La comédienne a enregistré Le Journal intime de la chanteuse, pour un podcast de Radio France. Une grande réussite.

Seule face au micro dans un studio de Radio France, Josiane Balasko est concentrée«J’aime bien imaginer que je suis tombée du nid le 19 décembre 1915. (…) Ma grand-mère, elle est marocaine. On l’appelle Aïcha. Elle travaillait dans un cirque où elle faisait un numéro de puces sauteuses! Ma mère, elle chante dans des cabarets. Il paraît qu’elle a une très belle voix. J’sais pas, j’la connais pas.»

D’emblée, Josiane Balasko se glisse dans le personnage d’Édith Piaf. Elle s’efface même. Elles n’ont pas la même voix mais leur gouaille de titi parisienne est identique. À quelques décennies d’intervalle, ces deux artistes populaires ont vécu dans les mêmes quartiers de Belleville et de Montmartre. «Édith Piaf me rappelle mon enfance dans les années 1950-1960. Dans le café de mes parents, ses chansons étaient souvent diffusées sur le juke-box. Josiane Balasko avait 13 ans quand Édith Piaf est décédée à 48 ans. L’habillage sonore de l’enfance de Piaf nous plonge dans les années 1915-1930. Quand résonne Nuits de Chine (1922), on imagine un film en noir et blanc.

Ne jamais rien lâcher

Avec 2 millions d’écoutes à la demande, le podcast «Le Journal intime de…» est l’un des grands succès de Radio France. D’Édith Piaf, les auditeurs retiendront qu’il ne faut jamais rien lâcher quand on a une passion mais qu’il faut beaucoup travailler. Après Rudolf Noureev raconté par Lambert Wilson, Maria Callas par Carole Bouquet ou encore Bach par Denis Podalydès, avoir été choisie pour incarner la Môme fait infiniment plaisir à Josiane Balasko.

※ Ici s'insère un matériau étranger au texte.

//! Volume and surface area formulas.
//!
//! Independent of mesh generation: every value comes straight from the
//! dimension record, curved solids use their exact formulas rather than the
//! tessellated approximation, and nothing is rounded.

use std::f64::consts::PI;

use crate::solid::{
    ConeDimensions, CubeDimensions, CylinderDimensions, RectangularPrismDimensions, SolidDimensions,
    SphereDimensions, SquarePyramidDimensions, TriangularPrismDimensions,
    TriangularPyramidDimensions,
};

const SQRT_3: f64 = 1.732_050_807_568_877_2;

pub fn volume_cube(d: &CubeDimensions) -> f64 {
    d.side.powi(3)
}

pub fn surface_area_cube(d: &CubeDimensions) -> f64 {
    6.0 * d.side.powi(2)
}

pub fn volume_rectangular_prism(d: &RectangularPrismDimensions) -> f64 {
    d.length * d.width * d.height
}

pub fn surface_area_rectangular_prism(d: &RectangularPrismDimensions) -> f64 {
    2.0 * (d.length * d.width + d.length * d.height + d.width * d.height)
}

pub fn volume_triangular_prism(d: &TriangularPrismDimensions) -> f64 {
    d.base_side * d.base_height / 2.0 * d.height
}

/// Two triangular caps plus three rectangles; the two equal sides of the
/// isosceles base follow from its base side and height.
pub fn surface_area_triangular_prism(d: &TriangularPrismDimensions) -> f64 {
    let equal_side = (d.base_side / 2.0).hypot(d.base_height);
    let caps = d.base_side * d.base_height;
    caps + d.height * (d.base_side + 2.0 * equal_side)
}

pub fn volume_square_pyramid(d: &SquarePyramidDimensions) -> f64 {
    d.base_side.powi(2) * d.height / 3.0
}

pub fn surface_area_square_pyramid(d: &SquarePyramidDimensions) -> f64 {
    let slant = (d.base_side / 2.0).hypot(d.height);
    d.base_side.powi(2) + 2.0 * d.base_side * slant
}

fn equilateral_area(side: f64) -> f64 {
    SQRT_3 / 4.0 * side * side
}

pub fn volume_triangular_pyramid(d: &TriangularPyramidDimensions) -> f64 {
    equilateral_area(d.base_side) * d.height / 3.0
}

/// The apex sits over the base centroid, so each lateral face's height is
/// the hypotenuse of the pyramid height and the base inradius.
pub fn surface_area_triangular_pyramid(d: &TriangularPyramidDimensions) -> f64 {
    let inradius = d.base_side / (2.0 * SQRT_3);
    let slant = inradius.hypot(d.height);
    equilateral_area(d.base_side) + 1.5 * d.base_side * slant
}

pub fn volume_cylinder(d: &CylinderDimensions) -> f64 {
    PI * d.radius.powi(2) * d.height
}

pub fn surface_area_cylinder(d: &CylinderDimensions) -> f64 {
    2.0 * PI * d.radius * (d.radius + d.height)
}

pub fn volume_cone(d: &ConeDimensions) -> f64 {
    PI * d.radius.powi(2) * d.height / 3.0
}

pub fn surface_area_cone(d: &ConeDimensions) -> f64 {
    let slant = d.radius.hypot(d.height);
    PI * d.radius * (d.radius + slant)
}

pub fn volume_sphere(d: &SphereDimensions) -> f64 {
    4.0 / 3.0 * PI * d.radius.powi(3)
}

pub fn surface_area_sphere(d: &SphereDimensions) -> f64 {
    4.0 * PI * d.radius.powi(2)
}

pub fn volume(dimensions: &SolidDimensions) -> f64 {
    match dimensions {
        SolidDimensions::Cube(d) => volume_cube(d),
        SolidDimensions::RectangularPrism(d) => volume_rectangular_prism(d),
        SolidDimensions::TriangularPrism(d) => volume_triangular_prism(d),
        SolidDimensions::SquarePyramid(d) => volume_square_pyramid(d),
        SolidDimensions::TriangularPyramid(d) => volume_triangular_pyramid(d),
        SolidDimensions::Cylinder(d) => volume_cylinder(d),
        SolidDimensions::Cone(d) => volume_cone(d),
        SolidDimensions::Sphere(d) => volume_sphere(d),
    }
}

pub fn surface_area(dimensions: &SolidDimensions) -> f64 {
    match dimensions {
        SolidDimensions::Cube(d) => surface_area_cube(d),
        SolidDimensions::RectangularPrism(d) => surface_area_rectangular_prism(d),
        SolidDimensions::TriangularPrism(d) => surface_area_triangular_prism(d),
        SolidDimensions::SquarePyramid(d) => surface_area_square_pyramid(d),
        SolidDimensions::TriangularPyramid(d) => surface_area_triangular_pyramid(d),
        SolidDimensions::Cylinder(d) => surface_area_cylinder(d),
        SolidDimensions::Cone(d) => surface_area_cone(d),
        SolidDimensions::Sphere(d) => surface_area_sphere(d),
    }
}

C’est une jolie expérience pour ses 50 ans de carrière. Un défi artistique aussi, tant l’exercice sur la ligne de crête. «Sans bouger, sans décor, sans lumière, sans personne à qui donner la réplique, il faut rendre le texte vivant, explique l’actrice. Il faut alterner la lecture du texte et d’un coup s’incarner dans la personne sans faire d’imitation.»

Josiane Balasko a travaillé les textes chez elle et a réécouté les chansons comme Non, je ne regrette rien. Pas question de chanter les airs de la Môme pour autant. «Je suis actrice et réalisatrice, pas une chanteuse même si j’ai chanté dans Tratala, film des frères Larrieu sorti en 2021. Les chansons de Piaf, je vais les scander, les fredonner.» Ses sept épisodes de dix minutes chacun seront diffusés sur francemusique.fr et sur l’appli Radio France dès le 10 avril avec la sortie d’un livre en complément (*).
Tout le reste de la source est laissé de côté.